While this idea has possibilities, keep in mind we already require the organization planner to be part psychologist, part business planner, part social worker (and now, part architect). Asking also for the skills of a playwright might be excessive. A middle ground is available, though. Most corporations maintain a group of management training or development experts. At times they are brought in after a reorganization is announced to help guide its implementation. Good idea, but bad timing. The best of these specialists are well acquainted with techniques such as computer simulations, multiple-day management "games," and the case method of teaching. At the minimum, a business school-style case could be written of the reorganization under consideration, describing it as if it already were in place. The case could be "taught" widely around the company, with "student" solutions to it factored into creation of the next prototype.

After several rounds of this have occurred, an investment may be justified in a "game" that simulates, with a speeded-up clock, the decisions to be made and the relationships that must work right for the new organization to be successful. Played with many cross-sectional groupings of employees from all levels and segments of the business, it can also prove to be an invaluable debugging device, as well as a way to use the force of anticipation to pave the path for eventual rapid implementation.

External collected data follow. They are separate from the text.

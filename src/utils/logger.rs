use tracing_subscriber::{layer::SubscriberExt, util::SubscriberInitExt, EnvFilter};

pub fn init_logger() {
    tracing_subscriber::registry()
        .with(EnvFilter::try_from_default_env().unwrap_or_else(|_| "qpaper=info".into()))
        .with(tracing_subscriber::fmt::layer().with_target(false))
        .init();
}

/// 截断长文本用于日志显示
pub fn preview(text: &str, max_chars: usize) -> String {
    let first_line = text.lines().next().unwrap_or_default();
    if first_line.chars().count() > max_chars {
        first_line.chars().take(max_chars).collect::<String>() + "..."
    } else {
        first_line.to_string()
    }
}
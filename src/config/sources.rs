use serde::{Deserialize, Serialize};
use std::path::Path;

use crate::utils::QpResult;

pub const SOURCES_PATH: &str = "config/sources.toml";

/// 一套试卷的来源页面
#[derive(Debug, Clone, Deserialize, Serialize)]
pub struct SourceSet {
    pub name: String,
    pub sources: Vec<String>,
    /// 解析相对图片地址时使用的基础URL（本地快照时有用）
    #[serde(default, skip_serializing_if = "Option::is_none")]
    pub base_url: Option<String>,
    pub enabled: bool,
}

#[derive(Debug, Clone, Deserialize, Serialize)]
pub struct SourceConfig {
    pub sets: Vec<SourceSet>,
}

impl SourceConfig {
    pub fn load() -> QpResult<Self> {
        Self::load_from(SOURCES_PATH)
    }

    pub fn load_from(path: &str) -> QpResult<Self> {
        if !Path::new(path).exists() {
            return Ok(Self::default());
        }

        let content = std::fs::read_to_string(path)?;
        let config: SourceConfig = toml::from_str(&content)?;
        Ok(config)
    }

    pub fn get_active_sets(&self) -> Vec<&SourceSet> {
        self.sets.iter().filter(|s| s.enabled).collect()
    }

    pub fn find(&self, name: &str) -> Option<&SourceSet> {
        self.get_active_sets().into_iter().find(|s| s.name == name)
    }
}

impl Default for SourceConfig {
    fn default() -> Self {
        Self {
            sets: vec![SourceSet {
                name: "physics-unit-1".to_string(),
                sources: vec![
                    "https://example.com/physics/unit-1/questions".to_string(),
                    "https://example.com/physics/unit-1/previous-year".to_string(),
                ],
                base_url: None,
                enabled: false,
            }],
        }
    }
}
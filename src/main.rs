//! iNES header inspector entry point.
//!
//! Reads the header of a cartridge image, checks its signature and prints the report.
//! Usage: cartinfo [path/to/game.nes]

use std::env;
use std::process::ExitCode;

use ansi_term::Colour::{Green, Red};
use cartinfo::{Header, cartridge::header::INES_MAGIC};

fn main() -> ExitCode {
    let path = env::args()
        .nth(1)
        .unwrap_or_else(|| "test/nestest.nes".to_string());

    let header = match Header::load(&path) {
        Ok(header) => header,
        Err(err) => {
            eprintln!("{} {}", Red.bold().paint("ERROR"), err);
            return ExitCode::FAILURE;
        }
    };

    let valid = header.is_valid(INES_MAGIC);
    if valid {
        println!("{} {} is an iNES image", Green.bold().paint("OK"), path);
    } else {
        println!(
            "{} {} does not start with {}",
            Red.bold().paint("ERROR"),
            path,
            INES_MAGIC
        );
    }
    header.describe();

    if valid {
        ExitCode::SUCCESS
    } else {
        ExitCode::FAILURE
    }
}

The hottest preview tool becoming available for the architect is something called virtual reality. A form of computer-assisted simulation, it allows the viewer to grasp reality through microchip-generated simulation. It will eventually allow a prospective building owner to feel as if he or she is walking through the building, complete with all attendant sights, sounds, and feelings ordinarily obtained from touching the proposed wall surfaces or floor coverings. All these variables can be manipulated by changes in the computer software, allowing for many prototype buildings to be "experienced" without a shovel ever coming near the building site.

This is the ultimate "try before you buy." It is another idea too good for organization planners to allow architects to keep to themselves. The new kinds of organization that can be invented with interactive simulation tools such as these will easily out implement and outperform any management guru's latest solo vision. The shaping process is ultimately more important than any particular shape it produces.